06:52 EST Citi Trends reports holiday SSS up 3.6% - Total sales in the first two months of the fourth quarter of fiscal 2019 increased 5.4% to $170.5M compared with $161.9M in the same period of 2018. Comparable store sales increased 3.6% during the two-month period. Peter Sachse, Interim CEO, commented, "We were pleased with a 3.6% increase in comparable store sales during the holiday season, as our continued strategic shift towards non-apparel merchandise proved to be successful. We are achieving this sales growth on much less inventory, resulting in very current merchandise levels. We enter the new year well-positioned to grow Citi Trends' business and I look forward to discussing our strategic priorities at the ICR Conference on January 14th."

06:51 EST Brookfield Renewable submits offer to buy TerraForm Power in all-stock deal

06:48 EST Cott Corp. acquires Primo Water for $14.00 per share in cash and stock

06:46 EST Emergent BioSolutions: EMA approves plan for CHIKV VLP vaccine candidate - Emergent BioSolutions announced that it has received agreement from the European Medicines Agency to pursue its proposed development plan for its chikungunya virus virus-like particle vaccine candidate. The company has proposed conducting a safety and immunogenicity Phase 3 trial using Serum Neutralizing Antibodies as an immune correlate of protection to predict clinical benefit of the vaccine candidate.

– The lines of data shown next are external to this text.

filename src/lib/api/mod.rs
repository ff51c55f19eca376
pub mod types;
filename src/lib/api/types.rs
//! Container status as reported to the control plane.

use chrono::{DateTime, Utc};
use serde::{Deserialize, Serialize};

#[derive(Debug, Clone, Default, PartialEq, Eq, Serialize, Deserialize)]
pub struct ContainerStateWaiting {}

#[derive(Debug, Clone, PartialEq, Eq, Serialize, Deserialize)]
#[serde(rename_all = "camelCase")]
pub struct ContainerStateRunning {
    pub started_at: Option<DateTime<Utc>>,
}

#[derive(Debug, Clone, PartialEq, Eq, Serialize, Deserialize)]
#[serde(rename_all = "camelCase")]
pub struct ContainerStateTerminated {
    pub exit_code: i32,
    pub reason: String,
    pub message: String,
    pub started_at: Option<DateTime<Utc>>,
    pub finished_at: Option<DateTime<Utc>>,
    #[serde(rename = "containerID")]
    pub container_id: String,
}

/// Exactly one of the three states. Serialized with the variant as the key,
/// e.g. `{"running": {"startedAt": "..."}}`.
#[derive(Debug, Clone, PartialEq, Eq, Serialize, Deserialize)]
#[serde(rename_all = "camelCase")]
pub enum ContainerState {
    Waiting(ContainerStateWaiting),
    Running(ContainerStateRunning),
    Terminated(ContainerStateTerminated),
}

impl ContainerState {
    pub fn name(&self) -> &'static str {
        match self {
            ContainerState::Waiting(_) => "waiting",
            ContainerState::Running(_) => "running",
            ContainerState::Terminated(_) => "terminated",
        }
    }
}

impl Default for ContainerState {
    fn default() -> Self {
        ContainerState::Waiting(ContainerStateWaiting {})
    }
}

#[derive(Debug, Clone, PartialEq, Eq, Serialize, Deserialize)]
#[serde(rename_all = "camelCase")]
pub struct ContainerStatus {
    pub name: String,
    pub restart_count: i32,
    pub image: String,
    #[serde(rename = "imageID")]
    pub image_id: String,
    #[serde(rename = "containerID")]
    pub container_id: String,
    pub state: ContainerState,
}
use std::future::Future;

use bollard::{
    API_DEFAULT_VERSION, Docker,
    container::ListContainersOptions,
    image::ListImagesOptions,
    models::{ContainerSummary, ImageSummary},
};
use log::debug;

use super::types::{ContainerEntry, EngineResult, ImageEntry};

/// Source of raw listings. Conversion never calls this; the node server does.
pub trait ContainerEngine: Send + Sync + 'static {
    fn list_containers(&self) -> impl Future<Output = EngineResult<Vec<ContainerEntry>>> + Send;

    fn list_images(&self) -> impl Future<Output = EngineResult<Vec<ImageEntry>>> + Send;
}

#[derive(Debug, Clone)]
pub struct DockerEngine {
    pub client: Docker,
}

impl DockerEngine {
    pub fn connect(socket: &str, timeout_secs: u64) -> EngineResult<Self> {
        let client = Docker::connect_with_unix(socket, timeout_secs, API_DEFAULT_VERSION)?;
        debug!(socket = socket; "connected to docker engine");

        Ok(DockerEngine { client })
    }
}

impl ContainerEngine for DockerEngine {
    async fn list_containers(&self) -> EngineResult<Vec<ContainerEntry>> {
        let summaries = self
            .client
            .list_containers(Some(ListContainersOptions::<String> {
                all: true,
                ..Default::default()
            }))
            .await?;
        debug!(count = summaries.len(); "listed containers");

        Ok(summaries.into_iter().map(ContainerEntry::from).collect())
    }

    async fn list_images(&self) -> EngineResult<Vec<ImageEntry>> {
        let summaries = self.client.list_images(Some(list_images_options())).await?;
        debug!(count = summaries.len(); "listed images");

        Ok(summaries.into_iter().map(ImageEntry::from).collect())
    }
}

/// Top-level images only. Untagged (dangling) images are still listed so the
/// node reports everything that occupies disk.
fn list_images_options() -> ListImagesOptions<String> {
    ListImagesOptions {
        all: false,
        ..Default::default()
    }
}

impl From<ContainerSummary> for ContainerEntry {
    fn from(value: ContainerSummary) -> Self {
        ContainerEntry {
            id: value.id.unwrap_or_default(),
            names: value.names.unwrap_or_default(),
            image: value.image.unwrap_or_default(),
            created: value.created.unwrap_or_default(),
            status: value.status.unwrap_or_default(),
        }
    }
}

impl From<ImageSummary> for ImageEntry {
    fn from(value: ImageSummary) -> Self {
        ImageEntry {
            id: value.id,
            repo_tags: value.repo_tags,
            // newer engines stopped sending VirtualSize; Size carries the same number there
            virtual_size: value.virtual_size.unwrap_or(value.size),
        }
    }
}
pub mod state;
pub mod types;
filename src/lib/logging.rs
use anyhow::Context;
use log4rs::{
    Config as LogConfig,
    append::{
        console::{ConsoleAppender, Target},
        file::FileAppender,
    },
    config::{Appender, Root},
    encode::pattern::PatternEncoder,
};

use crate::worker::types::Config;

const PATTERN: &str = "{d(%Y-%m-%dT%H:%M:%S%.3fZ)(utc)} {h({l:<5})} {t} - {m}{n}";

pub fn init(config: &Config) -> anyhow::Result<()> {
    let mut builder = LogConfig::builder().appender(Appender::builder().build(
        "stderr",
        Box::new(
            ConsoleAppender::builder()
                .target(Target::Stderr)
                .encoder(Box::new(PatternEncoder::new(PATTERN)))
                .build(),
        ),
    ));
    let mut root = Root::builder().appender("stderr");

    if let Some(path) = &config.log_file {
        let file = FileAppender::builder()
            .encoder(Box::new(PatternEncoder::new(PATTERN)))
            .build(path)
            .with_context(|| format!("opening log file {}", path.display()))?;
        builder = builder.appender(Appender::builder().build("file", Box::new(file)));
        root = root.appender("file");
    }

    let log_config = builder
        .build(root.build(config.log_level))
        .context("building log config")?;
    log4rs::init_config(log_config).context("installing logger")?;

    Ok(())
}
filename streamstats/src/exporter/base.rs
use std::future::Future;

use crate::aggregator::AggregatedOutput;
use crate::error::StreamStatsResult;

/// Persists the aggregated rows of a batch.
///
/// Implementations write outlet points, watershed polygons, characteristics, statistics and
/// point statuses keyed by point identifier. Empty tables are valid and must not fail the export.
pub trait Exporter {
    fn name() -> &'static str;

    fn export(&self, output: &AggregatedOutput) -> impl Future<Output = StreamStatsResult<()>> + Send;
}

06:40 EST AstraZeneca, Merck say Lynparza submission granted priority review in the U.S. - AstraZeneca (AZN) and Merck & Co (MRK) announced that a supplemental New Drug Application for Lynparza in combination with bevacizumab has been accepted and granted Priority Review in the US for the maintenance treatment of patients with advanced ovarian cancer who are in complete or partial response to 1st-line platinum-based chemotherapy with bevacizumab. A Prescription Drug User Fee Act date is set for the second quarter of 2020. The Priority Review by the US Food and Drug Administration was based on results from the pivotal Phase III PAOLA-1 trial, which were published in The New England Journal of Medicine. The trial compared Lynparza when added to standard-of-care bevacizumab vs. bevacizumab alone in patients with advanced ovarian cancer in the 1st-line maintenance setting, regardless of their biomarker status or outcome from previous surgery. The investigator-assessed results showed Lynparza added to bevacizumab reduced the risk of disease progression or death by 41% based on a hazard ratio of 0.59 and improved progression-free survival to a median of 22.1 months vs. 16.6 months for patients treated with bevacizumab alone. At two years after trial initiation, 46% of patients treated with Lynparza added to bevacizumab showed no disease progression vs. 28% of patients treated with bevacizumab alone. The safety and tolerability profiles of Lynparza and bevacizumab were consistent with previous trials for each medicine and showed no detriment to quality of life. Reference Link

06:37 EST Eli Lilly announces ORIENT-11 trial met primary endpoint in interim analysis - Eli Lilly jointly announced with Innovent Biologics, the results of a Phase 3 study in China; the ORIENT-11 trial of Tyvyt in combination with Alimta and platinum in first-line advanced or recurrent nonsquamous non-small cell lung cancer, or nsqNSCLC, without sensitive EGFR mutation or ALK rearrangement, met the predefined primary endpoint of progression-free survival, or PFS, in an interim analysis. Based on the interim analysis conducted by the Independent Data Monitoring Committee, or IDMC, sintilimab in combination with Alimta and platinum demonstrated a statistically significant improvement in PFS compared with placebo in combination with Alimta and platinum, which met the pre-defined efficacy criteria. The safety profile of sintilimab in this trial was consistent with previously reported studies, and no new safety signals were identified. Relevant data will be presented at an upcoming medical conference. Based on the IDMC recommendations, Lilly and Innovent will initiate regulatory discussions for registration with the National Medical Products Administration, or NMPA, in China in the near future.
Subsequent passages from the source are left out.